*** Begin section ***

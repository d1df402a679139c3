use std::time::Instant;

use glow::HasContext;
use nalgebra_glm as glm;
use winit::application::ApplicationHandler;
use winit::event::{ElementState, MouseScrollDelta, WindowEvent};
use winit::event_loop::{ActiveEventLoop, ControlFlow, EventLoop};
use winit::keyboard::{KeyCode, PhysicalKey};
use winit::window::WindowId;

use crate::camera::{CameraConfig, CameraController};
use crate::context::GlContext;
use crate::error::DemoError;
use crate::input::InputState;
use crate::scene::{FrameContext, Scene};

/// Trackpads report scroll in pixels rather than wheel notches; scale them
/// down to roughly one notch per line of travel.
const PIXELS_PER_SCROLL_LINE: f32 = 20.0;

#[derive(Debug, Clone, Copy, PartialEq, Eq, Default)]
pub enum Projection {
    #[default]
    Perspective,
    Orthographic,
}

/// Window and interaction constants baked into each demo binary.
#[derive(Debug, Clone)]
pub struct DemoOptions {
    pub title: &'static str,
    pub size: (u32, u32),
    pub camera: CameraConfig,
    /// Enables the P key switching between perspective and orthographic.
    pub projection_toggle: bool,
    pub wireframe: bool,
    pub clear_color: [f32; 4],
}

impl Default for DemoOptions {
    fn default() -> Self {
        Self {
            title: "Main Window",
            size: (640, 480),
            camera: CameraConfig::default(),
            projection_toggle: false,
            wireframe: false,
            clear_color: [0.0, 0.0, 0.0, 1.0],
        }
    }
}

type SceneBuilder = Box<dyn FnOnce(&glow::Context) -> Result<Box<dyn Scene>, DemoError>>;

/// Create the window, run the event loop, and drive `build_scene`'s scene
/// with the shared orbit/pan camera until the window closes.
pub fn run<F>(options: DemoOptions, build_scene: F) -> Result<(), DemoError>
where
    F: FnOnce(&glow::Context) -> Result<Box<dyn Scene>, DemoError> + 'static,
{
    let event_loop = EventLoop::new()?;
    event_loop.set_control_flow(ControlFlow::Poll);

    let mut handler = DemoHandler {
        app: None,
        options: Some(options),
        build_scene: Some(Box::new(build_scene)),
        error: None,
    };
    event_loop.run_app(&mut handler)?;

    match handler.error.take() {
        Some(e) => Err(e),
        None => Ok(()),
    }
}

struct DemoHandler {
    app: Option<DemoApp>,
    options: Option<DemoOptions>,
    build_scene: Option<SceneBuilder>,
    error: Option<DemoError>,
}

impl ApplicationHandler for DemoHandler {
    fn resumed(&mut self, event_loop: &ActiveEventLoop) {
        if self.app.is_some() {
            return;
        }
        let (Some(options), Some(build_scene)) = (self.options.take(), self.build_scene.take())
        else {
            return;
        };
        match DemoApp::new(event_loop, options, build_scene) {
            Ok(app) => self.app = Some(app),
            Err(e) => {
                log::error!("failed to start demo: {e:?}");
                self.error = Some(e);
                event_loop.exit();
            }
        }
    }

    fn window_event(
        &mut self,
        event_loop: &ActiveEventLoop,
        _window_id: WindowId,
        event: WindowEvent,
    ) {
        if let Some(app) = &mut self.app {
            if app.handle_event(&event) {
                event_loop.exit();
            }
        }
    }

    fn about_to_wait(&mut self, event_loop: &ActiveEventLoop) {
        if let Some(app) = &mut self.app {
            if let Err(e) = app.render() {
                log::error!("render error: {e:?}");
                self.error = Some(e);
                event_loop.exit();
                return;
            }
            app.context.window.request_redraw();
        }
    }

    fn exiting(&mut self, _event_loop: &ActiveEventLoop) {
        if let Some(app) = &mut self.app {
            app.scene.destroy(&app.context.gl);
        }
    }
}

struct DemoApp {
    context: GlContext,
    scene: Box<dyn Scene>,
    camera: CameraController,
    input: InputState,
    projection: Projection,
    options: DemoOptions,
    started: Instant,
    last_frame: Instant,
    delta_time: f32,
}

impl DemoApp {
    fn new(
        event_loop: &ActiveEventLoop,
        options: DemoOptions,
        build_scene: SceneBuilder,
    ) -> Result<Self, DemoError> {
        let context = GlContext::new(event_loop, options.title, options.size)?;

        unsafe {
            context.gl.enable(glow::DEPTH_TEST);
            if options.wireframe {
                context.gl.polygon_mode(glow::FRONT_AND_BACK, glow::LINE);
            }
            let [r, g, b, a] = options.clear_color;
            context.gl.clear_color(r, g, b, a);
        }

        let scene = build_scene(&context.gl)?;
        let camera = CameraController::new(options.camera.clone());
        let now = Instant::now();

        Ok(Self {
            context,
            scene,
            camera,
            input: InputState::default(),
            projection: Projection::Perspective,
            options,
            started: now,
            last_frame: now,
            delta_time: 0.0,
        })
    }

    /// Returns true when the event loop should exit.
    fn handle_event(&mut self, event: &WindowEvent) -> bool {
        match event {
            WindowEvent::CloseRequested => return true,
            WindowEvent::Resized(size) => self.context.resize(*size),
            WindowEvent::KeyboardInput { event, .. } => {
                if event.state != ElementState::Pressed {
                    return false;
                }
                match event.physical_key {
                    PhysicalKey::Code(KeyCode::Escape) => return true,
                    PhysicalKey::Code(KeyCode::KeyF) => self.camera.reset(),
                    PhysicalKey::Code(KeyCode::KeyP) => {
                        if self.options.projection_toggle && !event.repeat {
                            self.projection = match self.projection {
                                Projection::Perspective => Projection::Orthographic,
                                Projection::Orthographic => Projection::Perspective,
                            };
                            log::debug!("projection switched to {:?}", self.projection);
                        }
                    }
                    _ => {}
                }
            }
            WindowEvent::ModifiersChanged(modifiers) => {
                self.input.set_modifiers(modifiers.state());
                self.camera.update_mode(&self.input);
            }
            WindowEvent::MouseInput { state, button, .. } => {
                self.input
                    .set_button(*button, *state == ElementState::Pressed);
                self.camera.update_mode(&self.input);
            }
            WindowEvent::CursorMoved { position, .. } => {
                self.camera
                    .on_cursor_move(position.x, position.y, self.delta_time);
            }
            WindowEvent::MouseWheel { delta, .. } => {
                let notches = match delta {
                    MouseScrollDelta::LineDelta(_, y) => *y,
                    MouseScrollDelta::PixelDelta(pos) => pos.y as f32 / PIXELS_PER_SCROLL_LINE,
                };
                self.camera.on_scroll(notches);
            }
            _ => {}
        }
        false
    }

    fn render(&mut self) -> Result<(), DemoError> {
        let now = Instant::now();
        self.delta_time = (now - self.last_frame).as_secs_f32();
        self.last_frame = now;

        // Modes are a pure function of the input snapshot; rederive once
        // per frame as well as on input changes.
        self.camera.update_mode(&self.input);

        let gl = &self.context.gl;
        unsafe { gl.clear(glow::COLOR_BUFFER_BIT | glow::DEPTH_BUFFER_BIT) };

        let aspect = self.context.aspect_ratio();
        let projection = match self.projection {
            Projection::Perspective => glm::perspective(
                aspect,
                self.camera.state().field_of_view.to_radians(),
                0.1,
                100.0,
            ),
            Projection::Orthographic => glm::ortho(-9.0, 9.0, -9.0, 9.0, 0.1, 50.0),
        };

        let frame = FrameContext {
            view: self.camera.view_matrix(),
            projection,
            camera_position: self.camera.state().position,
            field_of_view: self.camera.state().field_of_view,
            delta_time: self.delta_time,
            elapsed: (now - self.started).as_secs_f32(),
        };

        self.scene.draw(gl, &frame)?;
        self.context.swap_buffers()
    }
}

*** End section ***

Gather every line from the listing above in which "position" appears, and copy those lines.

            WindowEvent::CursorMoved { position, .. } => {
                    .on_cursor_move(position.x, position.y, self.delta_time);
            camera_position: self.camera.state().position,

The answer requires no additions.